FDA Issues CRL for Vadadustat for Anemia

The FDA cited safety concerns related to vadadustat, which is under review for the treatment of anemia due to chronic kidney disease.

The FDA has issued a complete response letter to Akebia Therapeutic's new drug application for vadadustat, an investigational oral hypoxia-inducible factor prolyl hydroxylase (HIF-PH) inhibitor under review for the treatment of anemia due to chronic kidney disease (CKD).

The agency indicted that the data do not support a favorable benefit-risk assessment of vadadustat for dialysis and non-dialysis patients. The FDA expressed safety concerns noting failure to meet non-inferiority in major adverse cardiovascular events (MACE) in the non-dialysis patient population, the increased risk of thromboembolic events, driven by vascular access thrombosis in dialysis patients, and the risk of drug-induced liver injury.
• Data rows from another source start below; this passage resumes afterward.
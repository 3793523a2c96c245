use serde::Serialize;
use serde_json::Value;

#[derive(Debug, Clone, Copy, PartialEq, Eq, Hash)]
pub enum ErrorCode {
    ConfigNotFound,
    ConfigInvalidJson,

    InternalIoError,
    InternalJsonError,
}

impl ErrorCode {
    pub fn as_str(&self) -> &'static str {
        match self {
            ErrorCode::ConfigNotFound => "config.not_found",
            ErrorCode::ConfigInvalidJson => "config.invalid_json",

            ErrorCode::InternalIoError => "internal.io_error",
            ErrorCode::InternalJsonError => "internal.json_error",
        }
    }
}

#[derive(Debug, Clone, Serialize)]
#[serde(rename_all = "camelCase")]
pub struct Hint {
    pub message: String,
}

#[derive(Debug, Serialize)]
#[serde(rename_all = "camelCase")]
pub struct ConfigNotFoundDetails {
    pub path: String,
}

#[derive(Debug, Serialize)]
#[serde(rename_all = "camelCase")]
pub struct ConfigInvalidJsonDetails {
    pub path: String,
    pub error: String,
}

#[derive(Debug, Serialize)]
#[serde(rename_all = "camelCase")]
pub struct InternalIoErrorDetails {
    pub error: String,
    #[serde(skip_serializing_if = "Option::is_none")]
    pub context: Option<String>,
}

#[derive(Debug, Serialize)]
#[serde(rename_all = "camelCase")]
pub struct InternalJsonErrorDetails {
    pub error: String,
    #[serde(skip_serializing_if = "Option::is_none")]
    pub context: Option<String>,
}

#[derive(Debug, Clone)]
pub struct Error {
    pub code: ErrorCode,
    pub message: String,
    pub details: Value,
    pub hints: Vec<Hint>,
}

pub type Result<T> = std::result::Result<T, Error>;

impl std::fmt::Display for Error {
    fn fmt(&self, f: &mut std::fmt::Formatter<'_>) -> std::fmt::Result {
        write!(f, "{}", self.message)
    }
}

impl std::error::Error for Error {}

fn to_details<T: Serialize>(details: T) -> Value {
    serde_json::to_value(details).unwrap_or_else(|_| Value::Object(serde_json::Map::new()))
}

impl Error {
    pub fn new(code: ErrorCode, message: impl Into<String>, details: Value) -> Self {
        Self {
            code,
            message: message.into(),
            details,
            hints: Vec::new(),
        }
    }

    pub fn config_not_found(path: impl Into<String>) -> Self {
        let path = path.into();
        let message = format!("{} not found", path);
        Self::new(
            ErrorCode::ConfigNotFound,
            message,
            to_details(ConfigNotFoundDetails { path }),
        )
        .with_hint("Please create template.json with your plugin configuration.")
    }

    pub fn config_invalid_json(path: impl Into<String>, err: serde_json::Error) -> Self {
        Self::new(
            ErrorCode::ConfigInvalidJson,
            "Invalid JSON in configuration",
            to_details(ConfigInvalidJsonDetails {
                path: path.into(),
                error: err.to_string(),
            }),
        )
    }

    pub fn internal_io(error: impl Into<String>, context: Option<String>) -> Self {
        Self::new(
            ErrorCode::InternalIoError,
            "IO error",
            to_details(InternalIoErrorDetails {
                error: error.into(),
                context,
            }),
        )
    }

    pub fn internal_json(error: impl Into<String>, context: Option<String>) -> Self {
        Self::new(
            ErrorCode::InternalJsonError,
            "JSON error",
            to_details(InternalJsonErrorDetails {
                error: error.into(),
                context,
            }),
        )
    }

    pub fn with_hint(mut self, message: impl Into<String>) -> Self {
        self.hints.push(Hint {
            message: message.into(),
        });
        self
    }
}
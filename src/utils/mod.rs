//! Generic utility primitives with zero domain knowledge.
//!
//! - `io` - File I/O with consistent error handling
//! - `template` - String template rendering

pub mod io;
pub mod template;
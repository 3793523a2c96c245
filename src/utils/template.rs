//! String template rendering utilities.

pub struct TemplateVars;

impl TemplateVars {
    pub const PLUGIN_NAME: &'static str = "pluginName";
    pub const VERSION: &'static str = "version";
    pub const DATE: &'static str = "date";
}

/// Replace every `{{key}}` placeholder with its value.
pub fn render(template: &str, variables: &[(&str, &str)]) -> String {
    let mut result = template.to_string();

    for (key, value) in variables {
        let placeholder = format!("{{{{{}}}}}", key);
        result = result.replace(&placeholder, value);
    }

    result
}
The CRL stated that Akebia could explore ways to potentially demonstrate a favorable benefit-risk assessment through new clinical trials. Akebia will discuss the details of the CRL with its collaboration partners and request a meeting with the FDA.

In October 2021, Akebia’s collaboration partner, Otsuka Pharmaceutical submitted an initial marketing authorization application for vadadustat to the European Medicines Agency; the review is ongoing.